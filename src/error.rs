use std::path::PathBuf;
use std::process::ExitStatus;
use thiserror::Error;

#[derive(Debug, Error)]
pub enum BuildError {
    #[error("failed to launch `{program}`: {source}")]
    Launch {
        program: String,
        #[source]
        source: std::io::Error,
    },

    #[error("build tool exited with {0}")]
    ToolFailed(ExitStatus),

    #[error("firmware file not found: {}", .0.display())]
    ArtifactMissing(PathBuf),

    #[error("failed to copy {} to {}: {}", .from.display(), .to.display(), .source)]
    Copy {
        from: PathBuf,
        to: PathBuf,
        #[source]
        source: std::io::Error,
    },
}

#[derive(Debug, Error, PartialEq, Eq)]
pub enum UsageError {
    #[error("invalid target '{0}' (expected one of: left, right, reset)")]
    InvalidTarget(String),

    #[error("unexpected extra argument '{0}'")]
    ExtraArgument(String),
}
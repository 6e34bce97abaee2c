use crate::core::BuildTarget;
use crate::error::UsageError;
use clap::error::ErrorKind;
use clap::{CommandFactory, Parser, ValueEnum};
use std::ffi::OsString;

const AFTER_HELP: &str = "\
Targets:
  left    Build the left half (shield corne_left)
  right   Build the right half (shield corne_right)
  reset   Build the settings reset image (shield settings_reset)

With no target, asks for confirmation and then builds left and right in turn.

Firmware is written to build/corne_left.uf2, build/corne_right.uf2 and
build/settings_reset.uf2. A ZMK config is picked up from
/workspaces/zmk/zmk-config/config or ./zmk-config/config when present.

Exit status is 0 on success, 1 on a usage error, failed build or cancellation.";

#[derive(Parser, Debug)]
#[command(name = "corne-build")]
#[command(version = env!("CARGO_PKG_VERSION"))]
#[command(about = "Build ZMK firmware for the Corne split keyboard", long_about = None)]
#[command(after_help = AFTER_HELP)]
pub struct Cli {
    /// Enable debug logging on stderr
    #[arg(short, long)]
    pub verbose: bool,

    /// Build tool to invoke
    #[arg(long, env = "CORNE_BUILD_TOOL", default_value = crate::execution::DEFAULT_BUILD_TOOL)]
    pub tool: String,

    /// Target to build (left, right or reset)
    #[arg(value_name = "TARGET")]
    pub targets: Vec<String>,
}

#[derive(Debug, Clone, Copy, PartialEq, Eq)]
pub enum RunMode {
    Single(BuildTarget),
    Interactive,
}

#[derive(Debug, PartialEq, Eq)]
pub enum Invocation {
    Help,
    Run {
        mode: RunMode,
        verbose: bool,
        tool: String,
    },
}

#[derive(Debug)]
pub enum CliError {
    Usage(UsageError),
    Clap(clap::Error),
}

/// Parses the full argument vector, program name included.
///
/// `-h`/`--help` wins over everything else on the line, including arguments
/// that would otherwise be rejected. Arguments that are not valid UTF-8 are
/// reported as clap errors.
pub fn parse_invocation<I, T>(args: I) -> Result<Invocation, CliError>
where
    I: IntoIterator<Item = T>,
    T: Into<OsString>,
{
    let args: Vec<OsString> = args.into_iter().map(Into::into).collect();
    if args.iter().skip(1).any(|arg| arg == "-h" || arg == "--help") {
        return Ok(Invocation::Help);
    }

    let cli = match Cli::try_parse_from(&args) {
        Ok(cli) => cli,
        // Bundled short flags such as `-vh` only surface here.
        Err(e) if e.kind() == ErrorKind::DisplayHelp => return Ok(Invocation::Help),
        Err(e) => return Err(CliError::Clap(e)),
    };
    let mode = select_mode(&cli.targets).map_err(CliError::Usage)?;
    Ok(Invocation::Run {
        mode,
        verbose: cli.verbose,
        tool: cli.tool,
    })
}

fn select_mode(targets: &[String]) -> Result<RunMode, UsageError> {
    match targets {
        [] => Ok(RunMode::Interactive),
        [name] => BuildTarget::from_str(name, false)
            .map(RunMode::Single)
            .map_err(|_| UsageError::InvalidTarget(name.clone())),
        [_, extra, ..] => Err(UsageError::ExtraArgument(extra.clone())),
    }
}

pub fn help_text() -> String {
    Cli::command().render_help().to_string()
}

Instructions for the task.
Would you output the material above once more, exactly as given?

Answer to the exercise.
filename src/error.rs
use std::path::PathBuf;
use std::process::ExitStatus;
use thiserror::Error;

#[derive(Debug, Error)]
pub enum BuildError {
    #[error("failed to launch `{program}`: {source}")]
    Launch {
        program: String,
        #[source]
        source: std::io::Error,
    },

    #[error("build tool exited with {0}")]
    ToolFailed(ExitStatus),

    #[error("firmware file not found: {}", .0.display())]
    ArtifactMissing(PathBuf),

    #[error("failed to copy {} to {}: {}", .from.display(), .to.display(), .source)]
    Copy {
        from: PathBuf,
        to: PathBuf,
        #[source]
        source: std::io::Error,
    },
}

#[derive(Debug, Error, PartialEq, Eq)]
pub enum UsageError {
    #[error("invalid target '{0}' (expected one of: left, right, reset)")]
    InvalidTarget(String),

    #[error("unexpected extra argument '{0}'")]
    ExtraArgument(String),
}
repository 6e34bce97abaee2c
use crate::core::BuildTarget;
use crate::error::UsageError;
use clap::error::ErrorKind;
use clap::{CommandFactory, Parser, ValueEnum};
use std::ffi::OsString;

const AFTER_HELP: &str = "\
Targets:
  left    Build the left half (shield corne_left)
  right   Build the right half (shield corne_right)
  reset   Build the settings reset image (shield settings_reset)

With no target, asks for confirmation and then builds left and right in turn.

Firmware is written to build/corne_left.uf2, build/corne_right.uf2 and
build/settings_reset.uf2. A ZMK config is picked up from
/workspaces/zmk/zmk-config/config or ./zmk-config/config when present.

Exit status is 0 on success, 1 on a usage error, failed build or cancellation.";

#[derive(Parser, Debug)]
#[command(name = "corne-build")]
#[command(version = env!("CARGO_PKG_VERSION"))]
#[command(about = "Build ZMK firmware for the Corne split keyboard", long_about = None)]
#[command(after_help = AFTER_HELP)]
pub struct Cli {
    /// Enable debug logging on stderr
    #[arg(short, long)]
    pub verbose: bool,

    /// Build tool to invoke
    #[arg(long, env = "CORNE_BUILD_TOOL", default_value = crate::execution::DEFAULT_BUILD_TOOL)]
    pub tool: String,

    /// Target to build (left, right or reset)
    #[arg(value_name = "TARGET")]
    pub targets: Vec<String>,
}

#[derive(Debug, Clone, Copy, PartialEq, Eq)]
pub enum RunMode {
    Single(BuildTarget),
    Interactive,
}

#[derive(Debug, PartialEq, Eq)]
pub enum Invocation {
    Help,
    Run {
        mode: RunMode,
        verbose: bool,
        tool: String,
    },
}

#[derive(Debug)]
pub enum CliError {
    Usage(UsageError),
    Clap(clap::Error),
}

/// Parses the full argument vector, program name included.
///
/// `-h`/`--help` wins over everything else on the line, including arguments
/// that would otherwise be rejected. Arguments that are not valid UTF-8 are
/// reported as clap errors.
pub fn parse_invocation<I, T>(args: I) -> Result<Invocation, CliError>
where
    I: IntoIterator<Item = T>,
    T: Into<OsString>,
{
    let args: Vec<OsString> = args.into_iter().map(Into::into).collect();
    if args.iter().skip(1).any(|arg| arg == "-h" || arg == "--help") {
        return Ok(Invocation::Help);
    }

    let cli = match Cli::try_parse_from(&args) {
        Ok(cli) => cli,
        // Bundled short flags such as `-vh` only surface here.
        Err(e) if e.kind() == ErrorKind::DisplayHelp => return Ok(Invocation::Help),
        Err(e) => return Err(CliError::Clap(e)),
    };
    let mode = select_mode(&cli.targets).map_err(CliError::Usage)?;
    Ok(Invocation::Run {
        mode,
        verbose: cli.verbose,
        tool: cli.tool,
    })
}

fn select_mode(targets: &[String]) -> Result<RunMode, UsageError> {
    match targets {
        [] => Ok(RunMode::Interactive),
        [name] => BuildTarget::from_str(name, false)
            .map(RunMode::Single)
            .map_err(|_| UsageError::InvalidTarget(name.clone())),
        [_, extra, ..] => Err(UsageError::ExtraArgument(extra.clone())),
    }
}

pub fn help_text() -> String {
    Cli::command().render_help().to_string()
}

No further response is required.